Если объект трудно оценить, то это дает почву для того, чтобы появилась правдоподобная история, объясняющая, почему его стоимость должна быть высока. Приведу пример эпохи интернет-бума. Речь пойдет об акциях компании Cisco, которую мы упоминали в главе 6. Помните, авторы «Анти-Гринспена» критиковали CNBS за то, что его ведущие рискнули предположить, что капитализация Cisco может достигнуть триллиона? Их аргумент был таков: весь мировой ВВП составляет 30 трлн долларов, а одна компания, пусть даже с выручкой 15 млрд долларов, не может стоить 3% мирового ВВП. А что если мы, «чайники», не знаем размеров мирового ВВП и нам представляют следующие доводы?

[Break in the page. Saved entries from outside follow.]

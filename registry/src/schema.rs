//! The Schema - immutable constraint model lookup.

use crate::{Block, Constraint, EnumDef};
use std::collections::HashMap;

/// The Schema provides lookup of classes, enums and their constraints.
/// It is immutable after construction and shared freely across threads.
#[derive(Debug)]
pub struct Schema {
    /// Classes in declaration order.
    blocks: Vec<Block>,
    /// Class index lookup by name.
    block_names: HashMap<String, usize>,
    /// Enums by name.
    enums: HashMap<String, EnumDef>,
}

impl Schema {
    /// Create a schema (use SchemaBuilder for construction).
    pub(crate) fn new(
        blocks: Vec<Block>,
        block_names: HashMap<String, usize>,
        enums: HashMap<String, EnumDef>,
    ) -> Self {
        Self {
            blocks,
            block_names,
            enums,
        }
    }

    // ==================== Class Lookups ====================

    /// Get a class by name.
    pub fn block(&self, name: &str) -> Option<&Block> {
        self.block_names.get(name).map(|&i| &self.blocks[i])
    }

    /// All classes in declaration order.
    pub fn blocks(&self) -> impl Iterator<Item = &Block> {
        self.blocks.iter()
    }

    /// Get the number of classes.
    pub fn block_count(&self) -> usize {
        self.blocks.len()
    }

    // ==================== Enum Lookups ====================

    /// Get an enum by name.
    pub fn enum_def(&self, name: &str) -> Option<&EnumDef> {
        self.enums.get(name)
    }

    // ==================== Constraint Lookups ====================

    /// Constraints of one field, in declaration order. Empty if the class or
    /// field is unknown.
    pub fn constraints_for(&self, block: &str, field: &str) -> &[Constraint] {
        self.block(block)
            .and_then(|b| b.field(field))
            .map(|f| f.constraints())
            .unwrap_or(&[])
    }

    /// Class-level constraints, in declaration order.
    pub fn block_constraints_for(&self, block: &str) -> &[Constraint] {
        self.block(block).map(Block::constraints).unwrap_or(&[])
    }
}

«В 1999 году “большая тройка” автопроизводителей – General Motors, Ford, Daimler Chrysler – использовали труд 1 102 400 человек, чтобы создать совокупную выручку размером 470 млрд долларов и совокупную прибыль размером 17 млрд долларов. Cisco Systems, напротив, использовала труд всего лишь 39 тыс. человек, чтобы создать выручку размером 15 млрд долларов и прибыль в размере 3,1 млрд долларов. Несмотря на это, рыночная стоимость Cisco (354,7 млрд долларов) превышала совокупную стоимость General Motors, Ford и Daimler Chrysler (126,5 млрд долларов). Почему умные инвесторы захотят владеть акциями General Motors, Ford или Daimler Chrysler, если большинство людей уже имеют пару, а то и три машины в своем гараже? Неудивительно, что P/E Ford – 5, General Motors – 6, а Daimler Chrysler – 8. У Cisco Systems P/E равен 89, потому что сегодня только 300 млн человек, или 5% населения Земли, могут подключиться к Интернету без того, чтобы обрушить систему. В один прекрасный день, и это так же верно, как то, что солнце входит и заходит, 40% населения Земли, или 2,4 млрд человек, смогут подключиться к Интернету и не обрушить систему. Неудивительно, что P/E интернети технологических акций так высок. Они представляют собой будущее этой страны и, следовательно, всего мира. Технология – это самая главная движущая сила американской экономики. И поскольку и Интернет, и технология оказывают дефляционное воздействие, они же и две главные силы, обуздывающие инфляцию» [Rowe 2001].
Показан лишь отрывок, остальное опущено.